» **ASSIGNMENT**:
Range to output from the entries below: the line containing "returns the writer." through the line containing "when it comes". Set it down exactly, ends included, nothing else.

##### GIVEN DATA

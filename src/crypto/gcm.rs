use std::io::{self, Cursor, Read, Write};

use aes_gcm::{
    aead::{Aead, KeyInit},
    Aes256Gcm, Nonce,
};

use crate::crypto::aes::{check_key, iv_or_random, GCM_NONCE_SIZE};
use crate::error::{AppError, Result};

fn new_cipher(key: &[u8]) -> Result<Aes256Gcm> {
    check_key(key)?;
    Aes256Gcm::new_from_slice(key)
        .map_err(|e| AppError::Encryption(format!("GCM setup failed: {}", e)))
}

/// Buffers everything written to it and seals it as a single AES-GCM message
/// when [`GcmEncrypter::finish`] is called. Dropping it without finishing
/// writes nothing beyond a possible nonce prefix.
///
/// Output is `[nonce] || ciphertext || tag`, with the nonce present only when
/// none was supplied.
pub struct GcmEncrypter<W: Write> {
    inner: W,
    cipher: Aes256Gcm,
    nonce: Vec<u8>,
    prefix_nonce: bool,
    plaintext: Vec<u8>,
}

impl<W: Write> GcmEncrypter<W> {
    pub fn new(key: &[u8], nonce: Option<&[u8]>, inner: W) -> Result<Self> {
        let cipher = new_cipher(key)?;
        let (nonce, prefix_nonce) = iv_or_random(nonce, GCM_NONCE_SIZE)?;
        Ok(Self {
            inner,
            cipher,
            nonce,
            prefix_nonce,
            plaintext: Vec::new(),
        })
    }

    /// Seals the buffered plaintext, writes it out and returns the writer.
    pub fn finish(mut self) -> Result<W> {
        let sealed = self
            .cipher
            .encrypt(Nonce::from_slice(&self.nonce), self.plaintext.as_slice())
            .map_err(|e| AppError::Encryption(format!("GCM seal failed: {}", e)))?;

        if self.prefix_nonce {
            self.inner.write_all(&self.nonce)?;
        }
        self.inner.write_all(&sealed)?;
        self.inner.flush()?;
        Ok(self.inner)
    }
}

impl<W: Write> Write for GcmEncrypter<W> {
    fn write(&mut self, buf: &[u8]) -> io::Result<usize> {
        self.plaintext.extend_from_slice(buf);
        Ok(buf.len())
    }

    fn flush(&mut self) -> io::Result<()> {
        Ok(())
    }
}

/// Reads a whole AES-GCM message from `inner` on first use, authenticates it
/// and then serves the plaintext.
///
/// A tag mismatch surfaces as [`AppError::AuthenticationFailed`], wrapped in
/// an `io::Error` when it comes out of `read`.
pub struct GcmDecrypter<R: Read> {
    inner: R,
    cipher: Aes256Gcm,
    nonce: Option<Vec<u8>>,
    plaintext: Option<Cursor<Vec<u8>>>,
}

impl<R: Read> GcmDecrypter<R> {
    pub fn new(key: &[u8], nonce: Option<&[u8]>, inner: R) -> Result<Self> {
        let cipher = new_cipher(key)?;
        if let Some(n) = nonce {
            if n.len() != GCM_NONCE_SIZE {
                return Err(AppError::Encryption(format!(
                    "invalid nonce size: {} bytes",
                    n.len()
                )));
            }
        }
        Ok(Self {
            inner,
            cipher,
            nonce: nonce.map(<[u8]>::to_vec),
            plaintext: None,
        })
    }

    /// Reads and authenticates the full message. Called implicitly by `read`.
    pub fn open(&mut self) -> Result<()> {
        if self.plaintext.is_some() {
            return Ok(());
        }

        let nonce = match self.nonce.take() {
            Some(nonce) => nonce,
            None => {
                let mut prefix = vec![0u8; GCM_NONCE_SIZE];
                self.inner.read_exact(&mut prefix)?;
                prefix
            }
        };

        let mut sealed = Vec::new();
        self.inner.read_to_end(&mut sealed)?;

        let plaintext = self
            .cipher
            .decrypt(Nonce::from_slice(&nonce), sealed.as_slice())
            .map_err(|_| AppError::AuthenticationFailed)?;
        self.plaintext = Some(Cursor::new(plaintext));
        Ok(())
    }
}

impl<R: Read> Read for GcmDecrypter<R> {
    fn read(&mut self, buf: &mut [u8]) -> io::Result<usize> {
        self.open()?;
        match self.plaintext.as_mut() {
            Some(plaintext) => plaintext.read(buf),
            None => Ok(0),
        }
    }
}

##########

» **OUTPUT BELOW**:
    /// Seals the buffered plaintext, writes it out and returns the writer.
    pub fn finish(mut self) -> Result<W> {
        let sealed = self
            .cipher
            .encrypt(Nonce::from_slice(&self.nonce), self.plaintext.as_slice())
            .map_err(|e| AppError::Encryption(format!("GCM seal failed: {}", e)))?;

        if self.prefix_nonce {
            self.inner.write_all(&self.nonce)?;
        }
        self.inner.write_all(&sealed)?;
        self.inner.flush()?;
        Ok(self.inner)
    }
}

impl<W: Write> Write for GcmEncrypter<W> {
    fn write(&mut self, buf: &[u8]) -> io::Result<usize> {
        self.plaintext.extend_from_slice(buf);
        Ok(buf.len())
    }

    fn flush(&mut self) -> io::Result<()> {
        Ok(())
    }
}

/// Reads a whole AES-GCM message from `inner` on first use, authenticates it
/// and then serves the plaintext.
///
/// A tag mismatch surfaces as [`AppError::AuthenticationFailed`], wrapped in
/// an `io::Error` when it comes out of `read`.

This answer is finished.